2005-08-01 Thread Stephen J. Wilcox

On Sun, 31 Jul 2005, Geoff Huston wrote:

> So - to NANOG at large - if you want your vendor to include 4-Byte AS support
> in their BGP code anytime soon, in order to avoid some last minute panic in a
> couple of years hence, then it would appear that you should talk to them now
> and say clearly that you want 4-Byte AS support in your BGP software right
> now.

Geoff, excellent idea..

before I forward this email to my suppliers tho, is there a reference I can
send.. excuse my ignorance but I'm not familiar with research done on 4-byte
ASNs, is there a proposed standard implementation?

If I have something definite to request I will immediately send those emails,

Steve



Re: as numbers

2005-08-01 Thread bmanning

On Mon, Aug 01, 2005 at 09:17:58AM +0200, Daniel Karrenberg wrote:
> On 31.07 17:20, [EMAIL PROTECTED] wrote:
> > 
> > we did that (move a root) in the CIDR /8 experiment.
> > we could do it for this too :)
> 
> one root name server: yes
> the root name servers: no, definitely not
> 
> Daniel
> 
> PS: Ony as soon as implementations are available of course ! ;-(

we didn't move all of them last time, doing so now would be foolish.
one, yes... 

--bill


Re: as numbers

2005-08-01 Thread Daniel Karrenberg

On 31.07 17:20, [EMAIL PROTECTED] wrote:
> 
>   we did that (move a root) in the CIDR /8 experiment.
>   we could do it for this too :)

one root name server: yes
the root name servers: no, definitely not

Daniel

PS: Ony as soon as implementations are available of course ! ;-(


Re: as numbers

2005-07-31 Thread bmanning

On Sun, Jul 31, 2005 at 08:08:37PM +0300, Petri Helenius wrote:
> 
> [EMAIL PROTECTED] wrote:
> 
> 
> 
> >
> > nice... so one or more of the RIRs should ask the IANA
> > for a delegation in the 4byte space and let a few 
> > brave souls run such a trap.  The IETF has a proces 
> > for running such experiments that could be applied here.
> >
> > should I write it up and get the ball rolling?
> >
> > 
> >
> Could the root-servers be moved to the 4 byte space?
> 
> Pete
> 


we did that (move a root) in the CIDR /8 experiment.
we could do it for this too :)

--bill


Re: as numbers

2005-07-31 Thread Bill Woodcock

> > Given the interest in whether 4 byte AS numbers will function, when 
> > will a test network be put up using a 4 byte AS, and announced so 
> > that everyone can test their readiness?
> > 
> > A server hosted on such a network probably could produce a weekly 
> > report, similar to the CIDR report, that shows the differences 
> > between two byte AS connectivity and 4 byte, and gives a list of the 
> > networks that have issues with 4 byte AS space.

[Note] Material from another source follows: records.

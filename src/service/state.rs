//! Shared service state.

use std::sync::Arc;
use std::time::Instant;

use crate::store::CommentStore;
use crate::system::CommentSystem;
use crate::types::AuthorId;

/// Seeding settings exposed through the REST surface.
#[derive(Debug, Clone, Copy)]
pub struct SeedSettings {
    /// Whether `POST /api/posts/:id/seed` is allowed.
    pub enabled: bool,
    /// Base user when the request names none.
    pub default_base_user: AuthorId,
}

impl SeedSettings {
    /// Load from `ALLOW_SEEDING` (default: true) and `SEED_BASE_USER` (default: 1).
    pub fn from_env() -> Self {
        Self {
            enabled: crate::config::env_or("ALLOW_SEEDING", true),
            default_base_user: AuthorId::new(crate::config::env_or("SEED_BASE_USER", 1)),
        }
    }
}

impl Default for SeedSettings {
    fn default() -> Self {
        Self {
            enabled: true,
            default_base_user: AuthorId::new(1),
        }
    }
}

/// Shared service state.
///
/// Holds the comment system over the configured store.
pub struct ServiceState<S: CommentStore + 'static> {
    /// Comment operations.
    pub system: Arc<CommentSystem<S>>,
    /// Seeding settings.
    pub seed: SeedSettings,
    started_at: Instant,
}

impl<S: CommentStore + 'static> ServiceState<S> {
    /// Create service state over a store.
    pub fn new(store: S) -> Self {
        Self::with_system(CommentSystem::new(store), SeedSettings::default())
    }

    /// Create service state over an existing system.
    pub fn with_system(system: CommentSystem<S>, seed: SeedSettings) -> Self {
        Self {
            system: Arc::new(system),
            seed,
            started_at: Instant::now(),
        }
    }

    /// Create service state with seeding settings from the environment.
    pub fn from_env(store: S) -> Self {
        let seed = SeedSettings::from_env();
        if !seed.enabled {
            tracing::info!("seeding endpoint disabled");
        }
        Self::with_system(CommentSystem::new(store), seed)
    }

    /// The store behind the system.
    pub fn store(&self) -> &Arc<S> {
        self.system.store()
    }

    /// Seconds since the state was created.
    pub fn uptime_secs(&self) -> u64 {
        self.started_at.elapsed().as_secs()
    }
}

impl<S: CommentStore + 'static> Clone for ServiceState<S> {
    fn clone(&self) -> Self {
        Self {
            system: Arc::clone(&self.system),
            seed: self.seed,
            started_at: self.started_at,
        }
    }
}

#[cfg(test)]
mod tests {
    use super::*;
    use crate::store::InMemoryCommentStore;

    #[test]
    fn test_clone_shares_system() {
        let state = ServiceState::new(InMemoryCommentStore::new());
        let clone = state.clone();
        assert!(Arc::ptr_eq(&state.system, &clone.system));
    }

    #[test]
    fn test_default_seed_settings() {
        let seed = SeedSettings::default();
        assert!(seed.enabled);
        assert_eq!(seed.default_base_user, AuthorId::new(1));
    }
}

At least that way 
> > there'd be some real data to argue about. 

I think PCH, RIS, and Route-Views can handle the collection side of it, 
and I'm sure we can coordinate on the back-end to make a single report.

-Bill



Re: as numbers

2005-07-31 Thread Petri Helenius


[EMAIL PROTECTED] wrote:





nice... so one or more of the RIRs should ask the IANA
	for a delegation in the 4byte space and let a few 
	brave souls run such a trap.  The IETF has a proces	

for running such experiments that could be applied here.

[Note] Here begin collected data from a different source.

//! Conversation assembly.
//!
//! Turns the flat, parent-pointer comment list of a post into the nested
//! reply tree.
//!
//! ## Algorithm
//!
//! 1. Sort comments by `(created_at, id)`
//! 2. Index them by identity in one pass (first occurrence wins)
//! 3. Link each comment under its parent in a second pass; comments whose
//!    parent is absent from the post become roots
//! 4. Promote one member of every parent cycle to root so each comment is
//!    reachable exactly once
//! 5. Materialize the owned tree bottom-up from a pre-order listing
//!
//! No step recurses, so thread depth is bounded only by memory.

use std::collections::{HashMap, HashSet};
use std::sync::Arc;

use crate::store::{CommentStore, StoreError};
use crate::types::{sort_canonical, Comment, CommentId, Conversation, ConversationNode, PostId};

/// Repairs applied while assembling damaged data.
#[derive(Debug, Clone, Copy, Default, PartialEq, Eq)]
pub struct AssemblyReport {
    /// Comments dropped because their identity was already seen.
    pub duplicates: usize,
    /// Comments belonging to another post that were ignored.
    pub foreign: usize,
    /// Comments whose parent is missing from the post, placed as roots.
    pub dangling: usize,
    /// Cycles broken by promoting a member to root.
    pub cycles_broken: usize,
}

impl AssemblyReport {
    /// Whether the input was a clean forest.
    pub fn is_clean(&self) -> bool {
        *self == Self::default()
    }
}

/// Assemble the conversation of `post_id` from its comments.
pub fn assemble_conversation(post_id: PostId, comments: Vec<Comment>) -> Conversation {
    assemble_with_report(post_id, comments).0
}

should I write it up and get the ball rolling?

 


Could the root-servers be moved to the 4 byte space?

Pete




Re: as numbers

2005-07-31 Thread bmanning

> Given the interest in whether 4 byte AS numbers will function, when 
> will a test network be put up using a 4 byte AS, and announced so 
> that everyone can test their readiness?
> 
> A server hosted on such a network probably could produce a weekly 
> report, similar to the CIDR report, that shows the differences 
> between two byte AS connectivity and 4 byte, and gives a list of the 
> networks that have issues with 4 byte AS space. At least that way 
> there'd be some real data to argue about. 

nice... so one or more of the RIRs should ask the IANA
for a delegation in the 4byte space and let a few 
brave souls run such a trap.  The IETF has a proces 
for running such experiments that could be applied here.

should I write it up and get the ball rolling?

--bill


Re: as numbers

2005-07-31 Thread Daniel Senie


At 10:51 AM 7/31/2005, Joe Abley wrote:



On 31 Jul 2005, at 01:23, Robert Boyle wrote:

I agree that implementation sooner rather than later is a good 
idea, but all of us already have a 2-Byte AS so although we care in 
theory and believe it is a good idea, we don't _really_ care as 
much as the first guy who gets a 4-Byte AS will.


The first guy who gets a 4-byte AS number is going to be one of our 
customers. If we want to be able to talk BGP with him, we need 
4-byte AS number support in our edge routers.


ISPs who have an interest in continuing to win transit customers 
past 2008/2009 should be interested in getting 4-byte AS number 
support, regardless of how many 2-byte AS numbers they already have. 
ISPs who plan to stop getting new customers don't need to bother :-)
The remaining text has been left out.